> _Records_

use crate::{dialect::Dialect, error::QueryError, statement::PlaceholderStyle};
use serde::{Deserialize, Serialize};

///
/// EngineConfig
///
/// Compiler settings, usually read from a `[dynsql]`-style TOML table.
///

#[derive(Clone, Copy, Debug, Default, Deserialize, Eq, PartialEq, Serialize)]
#[serde(default, deny_unknown_fields)]
pub struct EngineConfig {
    pub dialect: Dialect,

    /// Positional placeholder style; defaults per dialect.
    #[serde(skip_serializing_if = "Option::is_none")]
    pub placeholder: Option<PlaceholderStyle>,

    /// Upper bound applied to every page size.
    #[serde(skip_serializing_if = "Option::is_none")]
    pub max_page_size: Option<u32>,

    /// Group relationship columns unless a request says otherwise.
    pub nested_select: bool,
}

impl EngineConfig {
    #[must_use]
    pub fn new(dialect: Dialect) -> Self {
        Self {
            dialect,
            ..Self::default()
        }
    }

    pub fn from_toml_str(s: &str) -> Result<Self, QueryError> {
        toml::from_str(s).map_err(|e| QueryError::Config(e.to_string()))
    }

    #[must_use]
    pub fn placeholder_style(&self) -> PlaceholderStyle {
        self.placeholder
            .unwrap_or_else(|| self.dialect.placeholder_style())
    }

    /// Clamp a requested page size.
    #[must_use]
    pub fn page_size(&self, requested: u32) -> u32 {
        match self.max_page_size {
            Some(max) if max > 0 => requested.min(max),
            _ => requested,
        }
    }
}

///
/// TESTS
///
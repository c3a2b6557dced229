use crate::condition::Condition;
use std::collections::{BTreeMap, HashMap};

///
/// Permission
///
/// Per-model access rules. `field_rights` is an allow-list of field names;
/// `None` permits every field. `data_rights` is an extra row filter.
///

#[derive(Clone, Debug, Default, PartialEq)]
pub struct Permission {
    pub field_rights: Option<Vec<String>>,
    pub data_rights: Option<Condition>,
}

impl Permission {
    #[must_use]
    pub fn fields<S: Into<String>>(fields: impl IntoIterator<Item = S>) -> Self {
        Self {
            field_rights: Some(fields.into_iter().map(Into::into).collect()),
            data_rights: None,
        }
    }

    #[must_use]
    pub fn with_data_rights(mut self, condition: Condition) -> Self {
        self.data_rights = Some(condition);
        self
    }

    #[must_use]
    pub fn allows(&self, field: &str) -> bool {
        self.field_rights
            .as_ref()
            .is_none_or(|rights| rights.iter().any(|r| r == field))
    }
}

///
/// PermissionProvider
///

pub trait PermissionProvider {
    fn permission(&self, model: &str) -> Option<&Permission>;
}

/// No restrictions.
impl PermissionProvider for () {
    fn permission(&self, _model: &str) -> Option<&Permission> {
        None
    }
}

impl PermissionProvider for BTreeMap<String, Permission> {
    fn permission(&self, model: &str) -> Option<&Permission> {
        self.get(model)
    }
}

impl PermissionProvider for HashMap<String, Permission> {
    fn permission(&self, model: &str) -> Option<&Permission> {
        self.get(model)
    }
}

///
/// TESTS
///
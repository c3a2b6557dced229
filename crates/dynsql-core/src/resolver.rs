//! Field resolver boundary.
//!
//! Conditions never see the join graph directly. They ask a resolver to turn
//! a dotted field path into a qualified column, or a relationship path into a
//! correlated subquery plus a resolver scoped to the subquery.

use crate::{error::QueryError, query::Join, statement::ParamBag};

///
/// ExistsSql
///
/// `SELECT 1 FROM ... WHERE <correlation>` fragment and the resolver that
/// addresses fields inside it.
///

pub struct ExistsSql<'r> {
    pub sql: String,
    pub resolver: Box<dyn FieldResolver + 'r>,
}

///
/// FieldResolver
///

pub trait FieldResolver {
    /// Qualified column for a field path, after permission checks.
    fn convert_column(&self, field_path: &str) -> Result<String, QueryError>;

    /// Correlated subquery over the relationship at `field_path`.
    ///
    /// `inner_fields` are paths the nested condition will reference; they are
    /// joined into the subquery before it is rendered.
    fn convert_exists_sql(
        &self,
        field_path: &str,
        joins: &[Join],
        inner_fields: &[String],
        params: &mut ParamBag,
    ) -> Result<ExistsSql<'_>, QueryError>;
}
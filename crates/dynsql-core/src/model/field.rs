use convert_case::{Case, Casing};

///
/// Field
/// Runtime field metadata used by the join graph and the condition compiler.
///

#[derive(Clone, Debug, Eq, PartialEq)]
pub struct Field {
    /// Field name as used in condition and select paths.
    pub name: String,
    pub kind: FieldKind,
}

///
/// FieldKind
///

#[derive(Clone, Debug, Eq, PartialEq)]
pub enum FieldKind {
    /// Single column.
    Basic(BasicField),
    /// Composite of columns addressed as `group.sub`.
    Group(GroupField),
    /// Many-to-one. `join_fields` are local FK fields pairing with the
    /// target's primary key.
    ToOne(RelationField),
    /// One-to-many. `join_fields` are target FK fields pairing with the
    /// local primary key.
    ToMany(RelationField),
}

///
/// BasicField
///

#[derive(Clone, Debug, Eq, PartialEq)]
pub struct BasicField {
    pub name: String,
    pub column: String,
    /// Included in default select lists.
    pub select: bool,
}

impl BasicField {
    /// Column defaults to the snake_case form of the field name.
    #[must_use]
    pub fn new(name: impl Into<String>) -> Self {
        let name = name.into();
        let column = name.to_case(Case::Snake);

        Self {
            name,
            column,
            select: true,
        }
    }

    #[must_use]
    pub fn with_column(mut self, column: impl Into<String>) -> Self {
        self.column = column.into();
        self
    }

    #[must_use]
    pub const fn not_selected(mut self) -> Self {
        self.select = false;
        self
    }
}

///
/// GroupField
///

#[derive(Clone, Debug, Eq, PartialEq)]
pub struct GroupField {
    pub fields: Vec<BasicField>,
    pub select: bool,
}

impl GroupField {
    #[must_use]
    pub fn sub_field(&self, name: &str) -> Option<&BasicField> {
        self.fields.iter().find(|f| f.name == name)
    }
}

///
/// RelationField
///

#[derive(Clone, Debug, Eq, PartialEq)]
pub struct RelationField {
    pub target_model: String,
    pub join_fields: Vec<String>,
}

impl Field {
    #[must_use]
    pub fn basic(name: impl Into<String>) -> Self {
        Self::from_basic(BasicField::new(name))
    }

    #[must_use]
    pub fn from_basic(basic: BasicField) -> Self {
        Self {
            name: basic.name.clone(),
            kind: FieldKind::Basic(basic),
        }
    }

    /// Sub-field columns are prefixed with the group's snake_case name.
    #[must_use]
    pub fn group(name: impl Into<String>, sub_fields: impl IntoIterator<Item = BasicField>) -> Self {
        let name = name.into();
        let prefix = name.to_case(Case::Snake);
        let fields = sub_fields
            .into_iter()
            .map(|mut f| {
                f.column = format!("{prefix}_{}", f.column);
                f
            })
            .collect();

        Self {
            name,
            kind: FieldKind::Group(GroupField {
                fields,
                select: true,
            }),
        }
    }

    #[must_use]
    pub fn to_one<S: Into<String>>(
        name: impl Into<String>,
        target_model: impl Into<String>,
        local_fields: impl IntoIterator<Item = S>,
    ) -> Self {
        Self {
            name: name.into(),
            kind: FieldKind::ToOne(RelationField {
                target_model: target_model.into(),
                join_fields: local_fields.into_iter().map(Into::into).collect(),
            }),
        }
    }

    #[must_use]
    pub fn to_many<S: Into<String>>(
        name: impl Into<String>,
        target_model: impl Into<String>,
        target_fields: impl IntoIterator<Item = S>,
    ) -> Self {
        Self {
            name: name.into(),
            kind: FieldKind::ToMany(RelationField {
                target_model: target_model.into(),
                join_fields: target_fields.into_iter().map(Into::into).collect(),
            }),
        }
    }

    #[must_use]
    pub const fn as_basic(&self) -> Option<&BasicField> {
        match &self.kind {
            FieldKind::Basic(b) => Some(b),
            _ => None,
        }
    }

    #[must_use]
    pub const fn as_group(&self) -> Option<&GroupField> {
        match &self.kind {
            FieldKind::Group(g) => Some(g),
            _ => None,
        }
    }

    #[must_use]
    pub const fn as_relation(&self) -> Option<&RelationField> {
        match &self.kind {
            FieldKind::ToOne(r) | FieldKind::ToMany(r) => Some(r),
            _ => None,
        }
    }

    #[must_use]
    pub const fn is_relation(&self) -> bool {
        self.as_relation().is_some()
    }

    #[must_use]
    pub const fn is_to_many(&self) -> bool {
        matches!(self.kind, FieldKind::ToMany(_))
    }

    /// Whether default select lists include this field.
    #[must_use]
    pub const fn is_selectable(&self) -> bool {
        match &self.kind {
            FieldKind::Basic(b) => b.select,
            FieldKind::Group(g) => g.select,
            FieldKind::ToOne(_) | FieldKind::ToMany(_) => false,
        }
    }

    #[must_use]
    pub fn not_selected(mut self) -> Self {
        match &mut self.kind {
            FieldKind::Basic(b) => b.select = false,
            FieldKind::Group(g) => g.select = false,
            FieldKind::ToOne(_) | FieldKind::ToMany(_) => {}
        }
        self
    }
}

> _Action item_
Copy out all lines from the material above that contain the string "ExistsSql".

> _Result of the task_
/// ExistsSql
pub struct ExistsSql<'r> {
    ) -> Result<ExistsSql<'_>, QueryError>;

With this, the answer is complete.